Degeneracies for semi-simplicial Kan complexes By a semi-simplicial set I mean a simplicial set without degeneracies.  In such a thing we can define horns as usual, and thereby "semi-simplicial Kan complexes" which have a filler for every horn.  Unlike when degeneracies are present, we have to include 1-dimensional horns: having fillers for 1-dimensional horns means that every vertex is both the source of some 1-simplex and the target of some 1-simplex.
I have been told that it is possible to choose degeneracies for any semi-simplicial Kan complex to make it into an ordinary simplicial Kan complex.  For instance, to obtain a degenerate 1-simplex on a vertex $x$, we first find (by filling a 1-dimensional 1-horn) a 1-simplex $f\colon x\to y$, then we fill a 2-dimensional 2-horn to get a 2-simplex $f g \sim f$, and we can choose $g\colon x\to x$ to be degenerate.  But obviously there are many possible choices of such a $g$.
I have three questions:


*

*Where can I find this construction written down?

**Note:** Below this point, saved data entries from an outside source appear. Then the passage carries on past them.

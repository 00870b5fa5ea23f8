//! # rpcmux Server
//!
//! Serves a JSON-RPC 2.0 [`Endpoint`](rpcmux_json_rpc::Endpoint) over several
//! transports from one configuration:
//!
//! - **HTTP**: one request per POST, optionally kept open as a stream
//! - **WebSocket**: upgrade of the HTTP listener, full duplex
//! - **Raw TCP**: concatenated JSON values with an in-band `auth` handshake
//! - **Hybrid**: HTTP and raw TCP on one port, told apart by the first byte
//!
//! Every transport shares the same [`AuthConfig`] and reports authentication
//! failures identically, as `InvalidParams` with the message `"Unauthorized"`.

pub mod auth;
pub mod config;
pub mod cors;
pub mod error;
pub mod handler;
pub mod hybrid;
pub mod prelude;
pub mod raw;
pub mod server;
pub mod websocket;

// Re-export main types
pub use auth::{
    AuthConfig, BasicAuthenticator, BasicFn, JwtValidator, StaticCredentials, TokenAuthenticator,
    TokenFn,
};
pub use config::ServerConfig;
pub use error::ServerError;
pub use hybrid::{Protocol, Rewind, classify_first_byte};
pub use server::{ListenMode, RpcServer, RpcServerBuilder};

// Re-export foundational types
pub use rpcmux_json_rpc::{AuthType, CallContext, Connection, Endpoint, MethodRegistry, RpcError};

/// Result type for server operations
pub type Result<T> = std::result::Result<T, ServerError>;
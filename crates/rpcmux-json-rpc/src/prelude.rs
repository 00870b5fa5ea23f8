//! Commonly used types, for glob import.
//!
//! ```rust
//! use rpcmux_json_rpc::prelude::*;
//! ```

pub use crate::auth::{AuthType, BasicCredentials};
pub use crate::connection::{CallPolicy, ChannelSink, Connection, MessageSink};
pub use crate::endpoint::{CallContext, Endpoint, MethodRegistry};
pub use crate::error::{CallError, ConnectionError, RpcError};
pub use crate::framer::{Framer, JsonCodec};
pub use crate::message::{IncomingCall, Message};
pub use crate::types::RequestId;
pub use crate::{BoxError, error_codes};
//! Persistent transports: WebSocket and raw TCP.
//!
//! Both attach a byte stream to a [`Connection`] with one reader task and one
//! writer task. The connection closes when the peer hangs up, and closing the
//! connection shuts the stream down.

use std::sync::Arc;

use futures::{SinkExt, StreamExt};
use rpcmux_json_rpc::{ChannelSink, Connection, ConnectionBuilder, Framer, JsonCodec, MessageSink};
use tokio::io::{AsyncRead, AsyncWrite};
use tokio_tungstenite::WebSocketStream;
use tokio_tungstenite::tungstenite::Message;
use tokio_util::codec::{FramedRead, FramedWrite};
use tracing::{Instrument, debug, debug_span};

/// Which persistent transport a connection runs on
#[derive(Debug, Clone, Copy, PartialEq, Eq)]
pub enum TransportType {
    WebSocket,
    Socket,
}

impl std::fmt::Display for TransportType {
    fn fmt(&self, f: &mut std::fmt::Formatter<'_>) -> std::fmt::Result {
        match self {
            TransportType::WebSocket => write!(f, "websocket"),
            TransportType::Socket => write!(f, "socket"),
        }
    }
}

/// Drive a raw JSON-RPC byte stream. `builder` supplies the endpoint and call
/// policy; the sink is filled in here.
pub(crate) fn attach_socket<S>(
    stream: S,
    builder: impl FnOnce(Arc<dyn MessageSink>) -> ConnectionBuilder,
) -> Connection
where
    S: AsyncRead + AsyncWrite + Send + 'static,
{
    let (read_half, write_half) = tokio::io::split(stream);
    let (sink, mut rx) = ChannelSink::new();
    let sink: Arc<dyn MessageSink> = Arc::new(sink);
    let conn = builder(sink).build();
    let span = debug_span!("socket", connection = %conn.label());

    let mut writer = FramedWrite::new(write_half, JsonCodec::new());
    tokio::spawn(
        async move {
            while let Some(frame) = rx.recv().await {
                if let Err(err) = writer.send(frame).await {
                    debug!(error = %err, "Socket write failed");
                    break;
                }
            }
            let _ = writer.close().await;
        }
        .instrument(span.clone()),
    );

    let reader_conn = conn.clone();
    let mut reader = FramedRead::new(read_half, JsonCodec::new());
    tokio::spawn(
        async move {
            while let Some(decoded) = reader.next().await {
                match decoded {
                    Ok(value) => reader_conn.handle_message(value),
                    Err(err) => {
                        debug!(error = %err, "Socket read failed");
                        break;
                    }
                }
            }
            debug!("Socket closed by peer");
            reader_conn.close();
        }
        .instrument(span),
    );

    conn
}

/// Drive an established WebSocket. Text and binary frames both feed the
/// framer; outgoing messages are sent as text frames.
pub(crate) fn attach_websocket<S>(
    ws: WebSocketStream<S>,
    builder: impl FnOnce(Arc<dyn MessageSink>) -> ConnectionBuilder,
) -> Connection
where
    S: AsyncRead + AsyncWrite + Unpin + Send + 'static,
{
    let (mut outgoing, mut incoming) = ws.split();
    let (sink, mut rx) = ChannelSink::new();
    let sink: Arc<dyn MessageSink> = Arc::new(sink);
    let conn = builder(sink).build();
    let span = debug_span!("websocket", connection = %conn.label());

    tokio::spawn(
        async move {
            while let Some(frame) = rx.recv().await {
                if let Err(err) = outgoing.send(Message::text(frame)).await {
                    debug!(error = %err, "WebSocket write failed");
                    break;
                }
            }
            let _ = outgoing.close().await;
        }
        .instrument(span.clone()),
    );

    let reader_conn = conn.clone();
    tokio::spawn(
        async move {
            let mut framer = Framer::new();
            while let Some(message) = incoming.next().await {
                match message {
                    Ok(Message::Text(text)) => {
                        framer.feed(text.as_bytes(), |value| reader_conn.handle_message(value))
                    }
                    Ok(Message::Binary(data)) => {
                        framer.feed(&data, |value| reader_conn.handle_message(value))
                    }
                    Ok(Message::Close(_)) => break,
                    Ok(_) => {}
                    Err(err) => {
                        debug!(error = %err, "WebSocket read failed");
                        break;
                    }
                }
            }
            debug!("WebSocket closed by peer");
            framer.reset();
            reader_conn.close();
        }
        .instrument(span),
    );

    conn
}
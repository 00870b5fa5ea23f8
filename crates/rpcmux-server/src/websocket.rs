//! WebSocket transport, reached by upgrading an HTTP request

use std::sync::Arc;

use bytes::Bytes;
use futures::{SinkExt, StreamExt};
use http_body_util::{BodyExt, Empty};
use hyper::header::{
    CONNECTION, HeaderValue, SEC_WEBSOCKET_ACCEPT, SEC_WEBSOCKET_KEY, UPGRADE,
};
use hyper::{Request, Response, StatusCode};
use hyper_util::rt::TokioIo;
use rpcmux_json_rpc::{ChannelSink, Framer, RpcError};
use tokio::io::{AsyncRead, AsyncWrite};
use tokio_tungstenite::WebSocketStream;
use tokio_tungstenite::tungstenite::Message;
use tokio_tungstenite::tungstenite::handshake::derive_accept_key;
use tokio_tungstenite::tungstenite::protocol::Role;
use tracing::{Instrument, debug, error, info_span, warn};

use crate::handler::{HttpBody, error_response};
use crate::server::ServerContext;

/// `Upgrade: websocket` together with `Connection: upgrade`
pub fn is_upgrade_request<B>(req: &Request<B>) -> bool {
    let upgrade = req
        .headers()
        .get(UPGRADE)
        .and_then(|value| value.to_str().ok())
        .is_some_and(|value| value.eq_ignore_ascii_case("websocket"));
    let connection = req
        .headers()
        .get(CONNECTION)
        .and_then(|value| value.to_str().ok())
        .is_some_and(|value| {
            value
                .split(',')
                .any(|token| token.trim().eq_ignore_ascii_case("upgrade"))
        });
    upgrade && connection
}

/// Authenticate the upgrade request from its headers and switch protocols.
/// A rejected upgrade gets the same error envelope as a rejected POST.
pub(crate) async fn upgrade<B>(
    mut req: Request<B>,
    ctx: Arc<ServerContext>,
    connection_id: Arc<str>,
) -> Response<HttpBody>
where
    B: Send + 'static,
{
    if !ctx.auth_snapshot().check_headers(req.headers()).await {
        warn!(connection_id = %connection_id, "Unauthorized WebSocket upgrade");
        return error_response(&RpcError::unauthorized(), &ctx.custom_headers);
    }

    let Some(key) = req.headers().get(SEC_WEBSOCKET_KEY) else {
        return error_response(
            &RpcError::InvalidRequest("Missing Sec-WebSocket-Key".into()),
            &ctx.custom_headers,
        );
    };
    let accept = derive_accept_key(key.as_bytes());

    let on_upgrade = hyper::upgrade::on(&mut req);
    let span = info_span!("websocket", connection_id = %connection_id);
    tokio::spawn(
        async move {
            match on_upgrade.await {
                Ok(upgraded) => {
                    let ws = WebSocketStream::from_raw_socket(
                        TokioIo::new(upgraded),
                        Role::Server,
                        None,
                    )
                    .await;
                    serve_websocket(ws, ctx, &connection_id).await;
                }
                Err(err) => error!(error = %err, "WebSocket upgrade failed"),
            }
        }
        .instrument(span),
    );

    let mut response = Response::new(Empty::<Bytes>::new().boxed_unsync());
    *response.status_mut() = StatusCode::SWITCHING_PROTOCOLS;
    let headers = response.headers_mut();
    headers.insert(UPGRADE, HeaderValue::from_static("websocket"));
    headers.insert(CONNECTION, HeaderValue::from_static("Upgrade"));
    match HeaderValue::from_str(&accept) {
        Ok(value) => {
            headers.insert(SEC_WEBSOCKET_ACCEPT, value);
        }
        Err(err) => error!(error = %err, "Invalid Sec-WebSocket-Accept value"),
    }
    response
}

/// Run one established WebSocket until either side closes it.
///
/// Text and binary frames are both fed to the framer, so a message may span
/// frames and a frame may hold several messages.
pub(crate) async fn serve_websocket<S>(
    ws: WebSocketStream<S>,
    ctx: Arc<ServerContext>,
    connection_id: &str,
) where
    S: AsyncRead + AsyncWrite + Unpin + Send + 'static,
{
    debug!("Accepted WebSocket connection");

    let (mut outgoing, mut incoming) = ws.split();
    let (sink, mut rx) = ChannelSink::new();
    let conn = ctx.connection(Arc::new(sink), connection_id);

    let writer = tokio::spawn(async move {
        while let Some(frame) = rx.recv().await {
            if let Err(err) = outgoing.send(Message::text(frame)).await {
                debug!(error = %err, "WebSocket write failed");
                break;
            }
        }
        let _ = outgoing.close().await;
    });

    let mut framer = Framer::with_max_buffered(ctx.config.max_frame_size);
    while let Some(message) = incoming.next().await {
        match message {
            Ok(Message::Text(text)) => framer.feed(text.as_bytes(), |value| conn.handle_message(value)),
            Ok(Message::Binary(data)) => framer.feed(&data, |value| conn.handle_message(value)),
            Ok(Message::Close(_)) => break,
            Ok(_) => {}
            Err(err) => {
                debug!(error = %err, "WebSocket read failed");
                break;
            }
        }
    }

    debug!("WebSocket connection closed");
    framer.reset();
    conn.close();
    let _ = writer.await;
}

*Is the choice of degeneracies unique in some "up to homotopy" sense?  Ideally, there would be a space of choices which is always contractible.

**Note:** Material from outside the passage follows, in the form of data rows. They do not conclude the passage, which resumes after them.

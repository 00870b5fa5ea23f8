//! HTTP request handling: one JSON-RPC message per POST

use std::convert::Infallible;
use std::sync::Arc;

use bytes::Bytes;
use futures::StreamExt;
use http_body::{Body, Frame};
use http_body_util::combinators::UnsyncBoxBody;
use http_body_util::{BodyExt, Full, LengthLimitError, Limited, StreamBody};
use hyper::header::{CONTENT_LENGTH, CONTENT_TYPE, HeaderValue};
use hyper::{HeaderMap, Method, Request, Response, StatusCode};
use rpcmux_json_rpc::{
    BoxError, ChannelSink, IncomingCall, JsonRpcErrorResponse, Message, RpcError, classify,
};
use serde_json::Value;
use tokio_stream::wrappers::UnboundedReceiverStream;
use tracing::{debug, error, warn};

use crate::cors::CorsLayer;
use crate::server::ServerContext;
use crate::websocket;

/// Response body of every HTTP reply, fixed-length or streaming
pub type HttpBody = UnsyncBoxBody<Bytes, Infallible>;

const INVALID_REQUEST: &str = "Invalid Request";

/// Route one HTTP request.
///
/// Protocol problems are answered with a status 200 error envelope whose id
/// is `null`; they never reach the endpoint.
pub(crate) async fn handle_request<B>(
    req: Request<B>,
    ctx: Arc<ServerContext>,
    connection_id: Arc<str>,
) -> Response<HttpBody>
where
    B: Body<Data = Bytes> + Send + 'static,
    B::Error: Into<BoxError>,
{
    debug!(connection_id = %connection_id, method = %req.method(), path = %req.uri().path(), "HTTP request");

    if req.method() == Method::OPTIONS {
        return preflight_response(&ctx.custom_headers);
    }

    if ctx.config.websocket && websocket::is_upgrade_request(&req) {
        return websocket::upgrade(req, ctx, connection_id).await;
    }

    if req.method() != Method::POST {
        return error_response(
            &RpcError::InvalidRequest(INVALID_REQUEST.into()),
            &ctx.custom_headers,
        );
    }

    if !ctx.auth_snapshot().check_headers(req.headers()).await {
        warn!(connection_id = %connection_id, "Unauthorized HTTP request");
        return error_response(&RpcError::unauthorized(), &ctx.custom_headers);
    }

    let body = match Limited::new(req.into_body(), ctx.config.max_body_size)
        .collect()
        .await
    {
        Ok(collected) => collected.to_bytes(),
        Err(err) if err.downcast_ref::<LengthLimitError>().is_some() => {
            warn!(connection_id = %connection_id, limit = ctx.config.max_body_size, "Request body too large");
            return error_response(
                &RpcError::InvalidRequest("Request body too large".into()),
                &ctx.custom_headers,
            );
        }
        Err(err) => {
            debug!(connection_id = %connection_id, error = %err, "Failed to read request body");
            return error_response(
                &RpcError::InvalidRequest(INVALID_REQUEST.into()),
                &ctx.custom_headers,
            );
        }
    };

    let decoded: Value = match serde_json::from_slice(&body) {
        Ok(decoded) => decoded,
        Err(err) => {
            debug!(connection_id = %connection_id, error = %err, "Unparsable request body");
            return error_response(
                &RpcError::ParseError("Parse error".into()),
                &ctx.custom_headers,
            );
        }
    };

    match validate_call(decoded) {
        Some(call) => dispatch(call, ctx, connection_id).await,
        None => error_response(
            &RpcError::InvalidRequest(INVALID_REQUEST.into()),
            &ctx.custom_headers,
        ),
    }
}

/// A POST body must carry a method name and params; anything else is an
/// invalid request even if it is valid JSON-RPC otherwise.
fn validate_call(decoded: Value) -> Option<IncomingCall> {
    let has_method = decoded
        .get("method")
        .and_then(Value::as_str)
        .is_some_and(|method| !method.is_empty());
    let has_params = decoded.get("params").is_some_and(|params| !params.is_null());
    if !has_method || !has_params {
        return None;
    }

    match classify(decoded) {
        Message::Call(call) => Some(call),
        _ => None,
    }
}

async fn dispatch(
    call: IncomingCall,
    ctx: Arc<ServerContext>,
    connection_id: Arc<str>,
) -> Response<HttpBody> {
    let (sink, rx) = ChannelSink::new();
    let conn = ctx.connection(Arc::new(sink.streamable()), &connection_id);

    debug!(connection_id = %connection_id, method = %call.method, id = ?call.id, "Dispatching HTTP call");
    let reply = conn.dispatch_call(call).await;

    let encoded = match reply.as_ref().map(serde_json::to_string).transpose() {
        Ok(encoded) => encoded,
        Err(err) => {
            error!(connection_id = %connection_id, error = %err, "Failed to serialize reply");
            conn.close();
            return error_response(
                &RpcError::InternalError(err.to_string()),
                &ctx.custom_headers,
            );
        }
    };

    if !conn.is_streaming() {
        conn.close();
        return json_response(encoded.unwrap_or_default(), &ctx.custom_headers);
    }

    // The body stays open until every handle of the connection is closed or
    // dropped; later writes follow the reply.
    debug!(connection_id = %connection_id, "Streaming HTTP response");
    let first = encoded.map(Bytes::from);
    let frames = futures::stream::iter(first)
        .chain(UnboundedReceiverStream::new(rx).map(Bytes::from))
        .map(|chunk| Ok::<_, Infallible>(Frame::data(chunk)));

    let mut response = Response::new(StreamBody::new(frames).boxed_unsync());
    response
        .headers_mut()
        .insert(CONTENT_TYPE, HeaderValue::from_static("application/json"));
    CorsLayer::apply_custom_headers(response.headers_mut(), &ctx.custom_headers);
    response
}

fn full_body(bytes: impl Into<Bytes>) -> HttpBody {
    Full::new(bytes.into()).boxed_unsync()
}

/// 200 with a JSON body of exact length; an empty body answers notifications
pub(crate) fn json_response(encoded: String, custom: &HeaderMap) -> Response<HttpBody> {
    let length = encoded.len();
    let mut response = Response::new(full_body(encoded));
    let headers = response.headers_mut();
    headers.insert(CONTENT_TYPE, HeaderValue::from_static("application/json"));
    headers.insert(CONTENT_LENGTH, HeaderValue::from(length));
    CorsLayer::apply_custom_headers(headers, custom);
    response
}

pub(crate) fn preflight_response(custom: &HeaderMap) -> Response<HttpBody> {
    let mut response = Response::new(full_body(Bytes::new()));
    CorsLayer::apply_preflight_headers(response.headers_mut());
    CorsLayer::apply_custom_headers(response.headers_mut(), custom);
    response
}

/// Error envelope `{"jsonrpc":"2.0","error":{..},"id":null}` with status 200
pub(crate) fn error_response(err: &RpcError, custom: &HeaderMap) -> Response<HttpBody> {
    let encoded = serde_json::to_string(&JsonRpcErrorResponse::new(None, err)).unwrap_or_default();
    let length = encoded.len();

    let mut response = Response::new(full_body(encoded));
    *response.status_mut() = StatusCode::OK;
    CorsLayer::apply_error_headers(response.headers_mut(), length);
    CorsLayer::apply_custom_headers(response.headers_mut(), custom);
    response
}
use serde::{Deserialize, Serialize};
use serde_json::Value;

use crate::error::{ErrorObject, RpcError};
use crate::types::{JsonRpcVersion, RequestId};

/// A successful JSON-RPC response
#[derive(Debug, Clone, PartialEq, Serialize, Deserialize)]
pub struct JsonRpcResponse {
    #[serde(rename = "jsonrpc")]
    pub version: JsonRpcVersion,
    pub id: RequestId,
    pub result: Value,
}

impl JsonRpcResponse {
    pub fn success(id: RequestId, result: Value) -> Self {
        Self {
            version: JsonRpcVersion::V2_0,
            id,
            result,
        }
    }
}

/// An error response. `id` is serialized as `null` when the failing request
/// could not be identified (parse errors, rejected HTTP requests).
#[derive(Debug, Clone, PartialEq, Serialize, Deserialize)]
pub struct JsonRpcErrorResponse {
    #[serde(rename = "jsonrpc")]
    pub version: JsonRpcVersion,
    pub error: ErrorObject,
    pub id: Option<RequestId>,
}

impl JsonRpcErrorResponse {
    pub fn new(id: Option<RequestId>, error: &RpcError) -> Self {
        Self {
            version: JsonRpcVersion::V2_0,
            error: error.to_object(),
            id,
        }
    }
}

/// Either kind of reply, keeping success and error members separate
#[derive(Debug, Clone, PartialEq, Serialize, Deserialize)]
#[serde(untagged)]
pub enum Reply {
    Success(JsonRpcResponse),
    Error(JsonRpcErrorResponse),
}

impl Reply {
    pub fn from_outcome(id: RequestId, outcome: Result<Value, RpcError>) -> Self {
        match outcome {
            Ok(result) => Reply::Success(JsonRpcResponse::success(id, result)),
            Err(err) => Reply::Error(JsonRpcErrorResponse::new(Some(id), &err)),
        }
    }

    pub fn is_error(&self) -> bool {
        matches!(self, Reply::Error(_))
    }

    pub fn id(&self) -> Option<&RequestId> {
        match self {
            Reply::Success(resp) => Some(&resp.id),
            Reply::Error(err) => err.id.as_ref(),
        }
    }
}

*Does a morphism of semi-simplicial Kan complexes necessarily preserve degeneracies in some "up to homotopy" sense?  (A sufficiently positive answer to this would imply a corresponding answer to the previous question, by considering the identity morphism.)
 A: The answer to (1) is to be found in 
Rourke, C. P.; Sanderson, B. J.$\Delta$-sets. I. Homotopy theory. 
Quart. J. Math. Oxford Ser. (2) 22 (1971), 321–338. 
It is shown there that a Kan "semi-simplicial" set admits a compatible system of degeneracies.
By the way, the term "semi-simplicial" set is not the usual name for this term; it is usually called a "$\Delta$-set." 

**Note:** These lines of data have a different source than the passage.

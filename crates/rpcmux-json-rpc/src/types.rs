use serde::{Deserialize, Deserializer, Serialize, Serializer};
use serde_json::Value;
use std::fmt;

/// JSON-RPC protocol version marker, always serialized as `"2.0"`
#[derive(Debug, Clone, Copy, PartialEq, Eq, Default)]
pub enum JsonRpcVersion {
    #[default]
    V2_0,
}

impl JsonRpcVersion {
    pub fn as_str(&self) -> &'static str {
        match self {
            JsonRpcVersion::V2_0 => crate::JSONRPC_VERSION,
        }
    }
}

impl Serialize for JsonRpcVersion {
    fn serialize<S: Serializer>(&self, serializer: S) -> Result<S::Ok, S::Error> {
        serializer.serialize_str(self.as_str())
    }
}

impl<'de> Deserialize<'de> for JsonRpcVersion {
    fn deserialize<D: Deserializer<'de>>(deserializer: D) -> Result<Self, D::Error> {
        let version = String::deserialize(deserializer)?;
        match version.as_str() {
            crate::JSONRPC_VERSION => Ok(JsonRpcVersion::V2_0),
            other => Err(serde::de::Error::custom(format!(
                "unsupported JSON-RPC version: {}",
                other
            ))),
        }
    }
}

/// Identifier correlating a request with its response
#[derive(Debug, Clone, PartialEq, Eq, Hash, Serialize, Deserialize)]
#[serde(untagged)]
pub enum RequestId {
    Number(i64),
    String(String),
}

impl RequestId {
    /// Read an id out of a decoded message field. `null`, floats, and
    /// structured values are not usable ids.
    pub fn from_value(value: &Value) -> Option<Self> {
        match value {
            Value::Number(n) => n.as_i64().map(RequestId::Number),
            Value::String(s) => Some(RequestId::String(s.clone())),
            _ => None,
        }
    }

    pub fn to_value(&self) -> Value {
        match self {
            RequestId::Number(n) => Value::from(*n),
            RequestId::String(s) => Value::String(s.clone()),
        }
    }
}

impl fmt::Display for RequestId {
    fn fmt(&self, f: &mut fmt::Formatter<'_>) -> fmt::Result {
        match self {
            RequestId::Number(n) => write!(f, "{}", n),
            RequestId::String(s) => write!(f, "{}", s),
        }
    }
}

impl From<i64> for RequestId {
    fn from(id: i64) -> Self {
        RequestId::Number(id)
    }
}

impl From<&str> for RequestId {
    fn from(id: &str) -> Self {
        RequestId::String(id.to_string())
    }
}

Added: Given Mike's comment below, I realize now that the following sketch doesn't do 
the job.
I haven't looked at this paper recently, but I would imagine the way it goes is as follows:
Let 
$$
\Delta^{\text{inj}} = \text{category of finite ordered sets and order preserving injections}
$$
$$
\Delta = \text{category of finite ordered sets and order preserving maps}
$$
The we have an inclusion functor $j: \Delta^{\text{inj}} \to \Delta$. Given a
"semi-simplicial" set $X$ (i.e., a functor $X: \Delta^{\text{inj}} \to \text{Sets}$) we can form the left Kan extension $j_*X$ and then the restriction
$j^*j_*X$ to get a natural map $X \to j^*j_*X$. One can ask whether this is a weak equivalence of simplicial sets. Perhaps what Rourke and Sanderson are doing is showing
this map to be a weak homotopy equivalence, or maybe just so when $X$ is Kan? (I don't have the paper at hand, so this is speculation on my part.) One might argue as follows: 
Step a): show that $j^\ast j_\ast$ preserves colimits, Step b) show that the map $X \to j^\ast j_\ast X$
is a weak equivalence when $X$ is a standard "semi-simplicial" $n$-simplex, Step c)
infer the general case by induction on simplices.
At any rate, if this is how it goes, then the outcome also provides an answer to (3).
A: The paper by Rourke and Sanderson writes that "it is a standard exercise to show that $g$ induces an isomorphism  of homology and of fundamental groups" and then "applies" Whitehead's theorem; unfortunately  that is not Whitehead's theorem on homotopy equivalences. A detailed proof due M. Zisman of the map from the "thick" to the usual realisation being a homotopy equivalence is given on p. 573 of "Nonabelian algebraic topology" (EMS Tract vol 15, August 2011), pdf available from my web page http://groupoids.org.uk/nonab-a-t.html .  
A: Kan wrote a very short note while the paper by Rourke and Sanderson (mentioned in the other answers) was in the publishing process:
Daniel M. Kan, Is an ss complex a css complex? Advances in Mathematics Volume 4, Issue 2, April 1970, Pages 170–171.
(as explained in the comments "ss" refers to semi-simplicial set -- without degeneracies -- and "css" to what is known as simplicial set nowadays).
The proposition is: "An ss complex $X$ which satisfies the extension condition can be completed (although, in general, in many diferent ways)." and he states afterwards that "It is clear that any two such completions will have the same homotopy type."
The proof proceeds by an inductive construction of a simplicial set $WX$ such that there is an isomorphism $FWX \to X$ where $F$ is the forgetful functor from simplicial sets to semi-simplicial sets. As a crucial ingredient he uses the geometric realization from Rourke and Sanderson (he gives a reference to [1,1.3], which should probably be Proposition 2.1. on p.325 in the published version of Rourke and Sanderson's On $\Delta$-sets, I).
A: The Rourke and Sanderson paper.